Records shown —

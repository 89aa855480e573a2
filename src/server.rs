//!
//! docvault HTTP server
//! --------------------
//! This module defines the Axum-based HTTP API. Handlers are thin: they extract the
//! request, call into `service`, and render either a JSON body or an `AppError`.
//!
//! Responsibilities:
//! - Client listing/search and creation.
//! - Multipart document upload into one of the six slots.
//! - Stored-file existence checks and read-only static serving of the upload tree.
//! - Checkout/checkin status toggles.
//! - Startup logging, permissive CORS, upload size limit and graceful shutdown.
//!
//! The record store is opened in `run_with_config` and closed once the server has
//! drained, so its lifecycle is tied to the process rather than to a global.

use std::future::Future;
use std::net::SocketAddr;
use std::sync::Arc;
use std::time::Duration;

use anyhow::Context;
use axum::extract::multipart::{MultipartError, MultipartRejection};
use axum::extract::rejection::{FormRejection, JsonRejection};
use axum::extract::{DefaultBodyLimit, Multipart, Path, Query, State};
use axum::http::StatusCode;
use axum::routing::{get, post};
use axum::{Form, Json, Router};
use serde::Deserialize;
use serde_json::{json, Value};
use tokio::net::TcpListener;
use tower_http::cors::{Any, CorsLayer};
use tower_http::services::ServeDir;
use tracing::{error, info, warn};

use crate::config::ServerConfig;
use crate::error::{AppError, AppResult};
use crate::file_store::FileStore;
use crate::model::{ClientRecord, NewClient};
use crate::record_store::{open_record_store, redact_uri, SharedRecordStore};
use crate::service::{self, CheckoutRequest};

/// Shared server state injected into all handlers.
#[derive(Clone)]
pub struct AppState {
    pub records: SharedRecordStore,
    pub files: FileStore,
    pub config: Arc<ServerConfig>,
}

impl AppState {
    pub fn new(records: SharedRecordStore, files: FileStore, config: ServerConfig) -> Self {
        Self { records, files, config: Arc::new(config) }
    }
}

fn log_startup(config: &ServerConfig) {
    let cwd = std::env::current_dir().ok();
    let rust_log = std::env::var("RUST_LOG").unwrap_or_else(|_| "<unset>".to_string());
    info!(
        target: "startup",
        "docvault starting: RUST_LOG='{}', http_port={}, records='{}', database='{}', upload_dir={:?}, cwd={:?}, max_upload_bytes={}",
        rust_log,
        config.http_port,
        redact_uri(&config.mongodb_uri),
        config.database_name,
        config.upload_dir,
        cwd,
        config.max_upload_bytes
    );
}

/// Mount every route on a router bound to `state`.
pub fn build_router(state: AppState) -> Router {
    let cors = CorsLayer::new()
        .allow_origin(Any)
        .allow_methods(Any)
        .allow_headers(Any)
        .max_age(Duration::from_secs(60 * 60));
    let uploads_prefix = state.files.url_prefix().to_string();
    let uploads = ServeDir::new(state.files.root_path());
    let body_limit = state.config.max_upload_bytes;

    Router::new()
        .route("/", get(|| async { "docvault ok" }))
        .route("/clients", get(list_clients).post(create_client))
        .route("/documents/upload/{client_id}", post(upload_document))
        .route("/verify-file/{client_id}/{filename}", get(verify_file))
        .route("/clients/checkout/{client_id}", post(checkout_client))
        .route("/clients/checkin/{client_id}", post(checkin_client))
        .nest_service(&uploads_prefix, uploads)
        .layer(DefaultBodyLimit::max(body_limit))
        .layer(cors)
        .with_state(state)
}

/// Serve on an already bound listener until `shutdown` resolves.
pub async fn serve_with_shutdown<F>(listener: TcpListener, state: AppState, shutdown: F) -> std::io::Result<()>
where
    F: Future<Output = ()> + Send + 'static,
{
    axum::serve(listener, build_router(state))
        .with_graceful_shutdown(shutdown)
        .await
}

/// Open both stores, bind the HTTP port and serve until Ctrl+C or SIGTERM.
pub async fn run_with_config(config: ServerConfig) -> anyhow::Result<()> {
    log_startup(&config);

    let files = FileStore::new(&config.upload_dir, &config.uploads_url_prefix)
        .with_context(|| format!("Failed to create or access upload root: {}", config.upload_dir.display()))?;
    let records = open_record_store(&config.mongodb_uri, &config.database_name).await?;

    let addr: SocketAddr = format!("0.0.0.0:{}", config.http_port).parse()?;
    let listener = TcpListener::bind(addr)
        .await
        .with_context(|| format!("Failed to bind {}", addr))?;
    info!("Starting server on {}", addr);

    let state = AppState::new(records.clone(), files, config);
    let served = serve_with_shutdown(listener, state, shutdown_signal()).await;

    if let Err(e) = records.close().await {
        warn!("record store did not close cleanly: {}", e);
    }
    served.context("HTTP server error")?;
    info!("Server shut down");
    Ok(())
}

async fn shutdown_signal() {
    let ctrl_c = async {
        match tokio::signal::ctrl_c().await {
            Ok(()) => info!("Received Ctrl+C, shutting down"),
            Err(e) => {
                error!("Failed to install Ctrl+C handler: {}", e);
                std::future::pending::<()>().await;
            }
        }
    };

    #[cfg(unix)]
    let terminate = async {
        use tokio::signal::unix::{signal, SignalKind};
        match signal(SignalKind::terminate()) {
            Ok(mut sig) => {
                sig.recv().await;
                info!("Received terminate signal, shutting down");
            }
            Err(e) => {
                error!("Failed to install SIGTERM handler: {}", e);
                std::future::pending::<()>().await;
            }
        }
    };

    #[cfg(not(unix))]
    let terminate = std::future::pending::<()>();

    tokio::select! {
        _ = ctrl_c => {},
        _ = terminate => {},
    }
}

#[derive(Debug, Deserialize)]
struct SearchParams {
    #[serde(default)]
    search: String,
}

async fn list_clients(State(state): State<AppState>, Query(params): Query<SearchParams>) -> AppResult<Json<Vec<ClientRecord>>> {
    let records = service::list_clients(state.records.as_ref(), Some(params.search.as_str())).await?;
    Ok(Json(records))
}

async fn create_client(State(state): State<AppState>, payload: Result<Json<NewClient>, JsonRejection>) -> AppResult<Json<Value>> {
    let Json(new_client) = payload.map_err(|rejection| AppError::user("invalid_body", rejection.body_text()))?;
    let record = state.records.create(new_client).await?;
    info!(target: "docvault::http", "created client id='{}'", record.id);
    Ok(Json(json!({"success": true, "clientId": record.id})))
}

/// Body-limit overruns surface as 413, everything else as a malformed request.
fn multipart_failure(status: StatusCode, detail: String) -> AppError {
    if status == StatusCode::PAYLOAD_TOO_LARGE {
        AppError::too_large("payload_too_large", detail)
    } else {
        AppError::user("malformed_multipart", detail)
    }
}

fn multipart_error(err: MultipartError) -> AppError {
    multipart_failure(err.status(), err.body_text())
}

async fn upload_document(
    State(state): State<AppState>,
    Path(client_id): Path<String>,
    multipart: Result<Multipart, MultipartRejection>,
) -> AppResult<Json<Value>> {
    let mut multipart = multipart.map_err(|rejection| multipart_failure(rejection.status(), rejection.body_text()))?;
    let mut doc_type: Option<String> = None;
    let mut file: Option<(String, Vec<u8>)> = None;

    while let Some(field) = multipart
        .next_field()
        .await
        .map_err(multipart_error)?
    {
        let name = field.name().map(str::to_string);
        match name.as_deref() {
            Some("doc_type") => {
                let text = field.text().await.map_err(multipart_error)?;
                doc_type = Some(text);
            }
            Some("file") => {
                let original_name = field.file_name().unwrap_or_default().to_string();
                let bytes = field.bytes().await.map_err(multipart_error)?;
                file = Some((original_name, bytes.to_vec()));
            }
            _ => {}
        }
    }

    let doc_type = doc_type.ok_or_else(|| AppError::user("missing_field", "doc_type is required"))?;
    let (original_name, bytes) = file.ok_or_else(|| AppError::user("missing_field", "file is required"))?;

    let receipt = service::upload_document(state.records.as_ref(), &state.files, &client_id, &doc_type, &original_name, &bytes).await?;
    Ok(Json(json!({"success": true, "url": receipt.url})))
}

async fn verify_file(State(state): State<AppState>, Path((client_id, filename)): Path<(String, String)>) -> AppResult<Json<Value>> {
    match state.files.locate(&client_id, &filename).await {
        Ok(Some(path)) => Ok(Json(json!({"exists": true, "path": path.display().to_string()}))),
        // Malformed segments cannot name a stored file
        Ok(None) | Err(AppError::UserInput { .. }) => Err(AppError::not_found("file_not_found", "File not found")),
        Err(e) => Err(e),
    }
}

#[derive(Debug, Deserialize)]
struct CheckoutForm {
    checkout_to: Option<String>,
    purpose: Option<String>,
    expected_return: Option<String>,
}

async fn checkout_client(
    State(state): State<AppState>,
    Path(client_id): Path<String>,
    form: Result<Form<CheckoutForm>, FormRejection>,
) -> AppResult<Json<Value>> {
    let Form(form) = form.map_err(|rejection| AppError::user("invalid_form", rejection.body_text()))?;
    let request = CheckoutRequest {
        checkout_to: form.checkout_to.unwrap_or_default(),
        purpose: form.purpose,
        expected_return: form.expected_return,
    };
    service::checkout(state.records.as_ref(), &client_id, request).await?;
    Ok(Json(json!({"success": true})))
}

async fn checkin_client(State(state): State<AppState>, Path(client_id): Path<String>) -> AppResult<Json<Value>> {
    service::checkin(state.records.as_ref(), &client_id).await?;
    Ok(Json(json!({"success": true})))
}
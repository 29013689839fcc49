// Copyright 2026 Hypermesh Foundation. All rights reserved.
// Contact Center Volume Simulation Suite ("The Queue")

pub mod curve;
pub mod sampler;
pub mod schedule;
pub mod simulation;
pub mod types;

pub use curve::{ArrivalCurve, ArrivalPattern, CurveError, RANDOM_PATTERN_SEED};
pub use sampler::{poisson_sample, simulate_volume};
pub use schedule::{IntervalGrid, INTERVALS_PER_HOUR, INTERVAL_MINUTES};
pub use simulation::{SimError, SimulationRun, VolumeSimulation};
pub use types::*;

The task —
Among the records, find each line where the word "FormRejection" occurs, and copy it.

Answer for this exercise —
use axum::extract::rejection::{FormRejection, JsonRejection};
    form: Result<Form<CheckoutForm>, FormRejection>,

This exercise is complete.